### Supplied data
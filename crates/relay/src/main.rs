use anyhow::Context;
use deckpick_relay::{serve, HttpUpstream, Relay, RelayConfig};
use std::sync::Arc;
use tiny_http::Server;
use tracing::info;
use tracing_subscriber::EnvFilter;

fn main() -> anyhow::Result<()> {
    tracing_subscriber::fmt()
        .with_env_filter(EnvFilter::try_from_default_env().unwrap_or_else(|_| "info".into()))
        .init();

    let config = RelayConfig::from_env()?;
    let upstream = HttpUpstream::new(&config).context("build upstream client")?;
    let addr = config.listen_addr();
    let server = Server::http(&addr)
        .map_err(|err| anyhow::anyhow!(err.to_string()))
        .with_context(|| format!("listen on {addr}"))?;
    info!(
        addr = %addr,
        upstream = %config.upstream_base,
        timeout_secs = config.timeout.as_secs(),
        "relay listening"
    );
    serve(server, Arc::new(Relay::new(upstream, config)));
    Ok(())
}
// Entity id generation: SHA-256 over a timestamp and a process-local counter,
// truncated to a short lowercase hex string with a kind prefix.

use std::sync::atomic::{AtomicU64, Ordering};
use std::time::{SystemTime, UNIX_EPOCH};

use serde::{Deserialize, Serialize};
use sha2::{Digest, Sha256};

macro_rules! id_newtype {
    ($(
        $(#[doc = $doc:expr])*
        $name:ident => $prefix:literal
    ),* $(,)?) => {
        $(
            $(#[doc = $doc])*
            #[derive(Debug, Clone, PartialEq, Eq, PartialOrd, Ord, Hash, Serialize, Deserialize)]
            #[serde(transparent)]
            pub struct $name(pub String);

            impl $name {
                /// Generate a fresh, unique id.
                pub fn generate() -> Self {
                    Self(fresh_id($prefix))
                }

                pub fn as_str(&self) -> &str {
                    &self.0
                }
            }

            impl std::fmt::Display for $name {
                fn fmt(&self, f: &mut std::fmt::Formatter<'_>) -> std::fmt::Result {
                    f.write_str(&self.0)
                }
            }

            impl From<&str> for $name {
                fn from(s: &str) -> Self {
                    Self(s.to_string())
                }
            }
        )*
    };
}

id_newtype! {
    /// Identifier of an uploaded [`Document`](crate::model::Document).
    DocumentId => "doc",
    /// Identifier of a workflow [`Task`](crate::model::Task).
    TaskId => "task",
    /// Identifier of an extracted [`Figure`](crate::model::Figure).
    FigureId => "fig",
}

static ID_COUNTER: AtomicU64 = AtomicU64::new(0);

/// Produce a fresh id of the form `<prefix>-<12 hex chars>`.
///
/// The hex portion is the truncated SHA-256 of the current wall-clock
/// nanoseconds plus a monotonically increasing counter, so ids created in the
/// same nanosecond still differ.
pub fn fresh_id(prefix: &str) -> String {
    let nanos = SystemTime::now()
        .duration_since(UNIX_EPOCH)
        .map(|d| d.as_nanos())
        .unwrap_or(0);
    let count = ID_COUNTER.fetch_add(1, Ordering::Relaxed);

    let mut hasher = Sha256::new();
    hasher.update(prefix.as_bytes());
    hasher.update(nanos.to_le_bytes());
    hasher.update(count.to_le_bytes());
    let digest = hex::encode(hasher.finalize());

    format!("{prefix}-{}", &digest[..12])
}

/// Current wall-clock time as unix seconds.
pub fn now_unix() -> i64 {
    SystemTime::now()
        .duration_since(UNIX_EPOCH)
        .map(|d| d.as_secs() as i64)
        .unwrap_or(0)
}

#[cfg(test)]
mod tests {
    use super::*;

    #[test]
    fn test_fresh_id_has_prefix_and_length() {
        let id = fresh_id("task");
        assert!(id.starts_with("task-"));
        assert_eq!(id.len(), "task-".len() + 12);
    }

    #[test]
    fn test_fresh_id_is_unique() {
        let a = fresh_id("fig");
        let b = fresh_id("fig");
        assert_ne!(a, b);
    }
}
//! Upload boundary: raw files in, classified [`Document`]s out.
//!
//! Oversized files are dropped individually with a user-visible notice; the
//! rest of the batch is still accepted.

use tracing::info;

use crate::config::Settings;
use crate::media::MediaStore;
use crate::model::{Document, Stage};
use crate::store::notify::{Notice, Notifier};

/// A file handed over by the picker, not yet a document.
#[derive(Debug, Clone)]
pub struct IncomingFile {
    pub name: String,
    pub bytes: Vec<u8>,
}

/// Ingest a batch of files.
///
/// Each file is checked against the upload size cap, its bytes are stored in
/// the media store, and a [`Document`] is created carrying the media handle,
/// an extension-derived kind, a fresh id and timestamp, and (when uploading
/// into a stage lane) the given label.
pub fn ingest(
    files: Vec<IncomingFile>,
    media: &MediaStore,
    settings: &Settings,
    label: Option<Stage>,
    notifier: &mut dyn Notifier,
) -> Vec<Document> {
    let mut documents = Vec::new();

    for file in files {
        if file.bytes.len() as u64 > settings.max_upload_bytes {
            notifier.notify(Notice::error(format!(
                "{} exceeds the {} MB upload limit",
                file.name,
                settings.max_upload_bytes / (1024 * 1024)
            )));
            continue;
        }

        let handle = match media.put(&file.bytes) {
            Ok(key) => key,
            Err(e) => {
                notifier.notify(Notice::error(format!("Could not store {}: {e}", file.name)));
                continue;
            }
        };

        let document = Document::new(file.name, handle, label);
        info!(id = %document.id, name = %document.name, kind = document.kind.as_str(), "document ingested");
        documents.push(document);
    }

    documents
}
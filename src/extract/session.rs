//! The interactive crop-gesture state machine.
//!
//! One session exists per open document. The machine is `Idle` until the
//! user arms cropping, then tracks a pointer drag until the region is
//! committed or cancelled. A successful commit hands a ready [`Figure`] back
//! to the caller and resets to `Idle`.

use image::DynamicImage;
use tracing::debug;

use crate::geometry::{Point, Rect, box_from_drag, clamp_point};
use crate::media::MediaStore;
use crate::model::{Document, DocumentId, Figure, FigureId, Stage};
use crate::store::notify::{Notice, Notifier};

#[derive(Debug, Clone, Copy, PartialEq, Eq)]
pub enum CropPhase {
    Idle,
    Cropping,
}

/// Source material for a crop commit.
pub enum CropSource<'a> {
    /// An image document shown at `displayed_*` size. `image` is `None`
    /// while the bitmap is still decoding.
    Image {
        document: &'a Document,
        image: Option<&'a DynamicImage>,
        displayed_width: f32,
        displayed_height: f32,
    },
    /// A non-image document: no page rendering exists, so the whole source
    /// document stands in for the region.
    WholeDocument { document: &'a Document },
}

impl<'a> CropSource<'a> {
    fn document(&self) -> &'a Document {
        match self {
            CropSource::Image { document, .. } => document,
            CropSource::WholeDocument { document } => document,
        }
    }
}

/// Result of a crop commit.
#[derive(Debug)]
pub enum CropOutcome {
    Committed(CommittedCrop),
    /// The drag was below the minimum size; the machine reset to idle.
    RejectedTooSmall,
    /// The source image was not ready or the bitmap could not be produced.
    /// The machine stays in `Cropping` so the user's drag is not lost.
    SourceNotReady,
    /// No crop was in progress.
    NotCropping,
}

#[derive(Debug)]
pub struct CommittedCrop {
    pub figure: Figure,
    /// True when the figure's image is the whole source document rather
    /// than a pixel-accurate region (non-image documents).
    pub full_page: bool,
    /// Stage lane inherited from the source document's upload label.
    pub suggested_stage: Option<Stage>,
}

/// Per-document crop gesture state.
#[derive(Debug)]
pub struct CropSession {
    document: DocumentId,
    viewport: Rect,
    min_crop_px: f32,
    phase: CropPhase,
    start: Option<Point>,
    end: Option<Point>,
}

impl CropSession {
    pub fn new(document: DocumentId, viewport: Rect, min_crop_px: f32) -> Self {
        CropSession {
            document,
            viewport,
            min_crop_px,
            phase: CropPhase::Idle,
            start: None,
            end: None,
        }
    }

    pub fn phase(&self) -> CropPhase {
        self.phase
    }

    pub fn document(&self) -> &DocumentId {
        &self.document
    }

    /// The current drag rectangle, if a drag is in progress.
    pub fn region(&self) -> Option<Rect> {
        match (self.start, self.end) {
            (Some(start), Some(end)) => Some(box_from_drag(start, end)),
            _ => None,
        }
    }

    /// Arm the crop tool. Only `Idle -> Cropping`; a no-op otherwise.
    pub fn start_cropping(&mut self) {
        if self.phase == CropPhase::Idle {
            self.phase = CropPhase::Cropping;
        }
    }

    /// Begin a drag. Valid only while cropping.
    pub fn pointer_down(&mut self, pos: Point) {
        if self.phase != CropPhase::Cropping {
            return;
        }
        self.start = Some(pos);
        self.end = Some(pos);
    }

    /// Extend the drag. The position is clamped into the viewport so a
    /// pointer dragged past the image edge cannot grow the region.
    pub fn pointer_move(&mut self, pos: Point) {
        if self.phase != CropPhase::Cropping || self.start.is_none() {
            return;
        }
        self.end = Some(clamp_point(pos, &self.viewport));
    }

    /// Commit the drag as a new figure.
    pub fn commit(
        &mut self,
        source: &CropSource<'_>,
        media: &MediaStore,
        notifier: &mut dyn Notifier,
    ) -> CropOutcome {
        if self.phase != CropPhase::Cropping {
            return CropOutcome::NotCropping;
        }
        let (Some(start), Some(end)) = (self.start, self.end) else {
            return CropOutcome::NotCropping;
        };

        // Minimum-crop-size guard against accidental single-click drags.
        let dx = (end.x - start.x).abs();
        let dy = (end.y - start.y).abs();
        if dx < self.min_crop_px || dy < self.min_crop_px {
            debug!(dx, dy, min = self.min_crop_px, "crop rejected: too small");
            notifier.notify(Notice::error("Crop area too small"));
            self.reset();
            return CropOutcome::RejectedTooSmall;
        }

        let document = source.document();
        let region = box_from_drag(start, end);

        let (image_handle, full_page) = match source {
            CropSource::Image {
                image,
                displayed_width,
                displayed_height,
                ..
            } => {
                let Some(image) = image else {
                    notifier.notify(Notice::error("Image is not ready yet"));
                    return CropOutcome::SourceNotReady;
                };
                let png = match crate::extract::crop::crop_to_png(
                    image,
                    &region,
                    *displayed_width,
                    *displayed_height,
                ) {
                    Ok(png) => png,
                    Err(e) => {
                        notifier.notify(Notice::error(format!("Could not crop image: {e}")));
                        return CropOutcome::SourceNotReady;
                    }
                };
                match media.put(&png) {
                    Ok(key) => (key, false),
                    Err(e) => {
                        notifier.notify(Notice::error(format!("Could not store figure: {e}")));
                        return CropOutcome::SourceNotReady;
                    }
                }
            }
            // Full-page reference stands in for a region until real page
            // rendering exists. Flagged to the caller via `full_page`.
            CropSource::WholeDocument { .. } => (document.media.clone(), true),
        };

        let figure = Figure {
            id: FigureId::generate(),
            title: format!("Figure from {}", document.name),
            description: String::new(),
            image: image_handle,
            page_number: None,
            document_id: Some(document.id.clone()),
        };

        debug!(document = %document.id, figure = %figure.id, full_page, "crop committed");
        notifier.notify(Notice::success(format!("Figure created from {}", document.name)));
        self.reset();

        CropOutcome::Committed(CommittedCrop {
            figure,
            full_page,
            suggested_stage: document.label,
        })
    }

    /// Abandon the drag without creating a figure.
    pub fn cancel(&mut self) {
        self.reset();
    }

    /// Point the session at a different document, discarding any
    /// in-progress gesture.
    pub fn set_document(&mut self, document: DocumentId, viewport: Rect) {
        self.document = document;
        self.viewport = viewport;
        self.reset();
    }

    fn reset(&mut self) {
        self.phase = CropPhase::Idle;
        self.start = None;
        self.end = None;
    }
}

### Aim of the exercise
For every line of the records that has the word "match" in it, make a copy.

### Answer
        let handle = match media.put(&file.bytes) {
        match self {
        match (self.start, self.end) {
        let (image_handle, full_page) = match source {
                let png = match crate::extract::crop::crop_to_png(
                match media.put(&png) {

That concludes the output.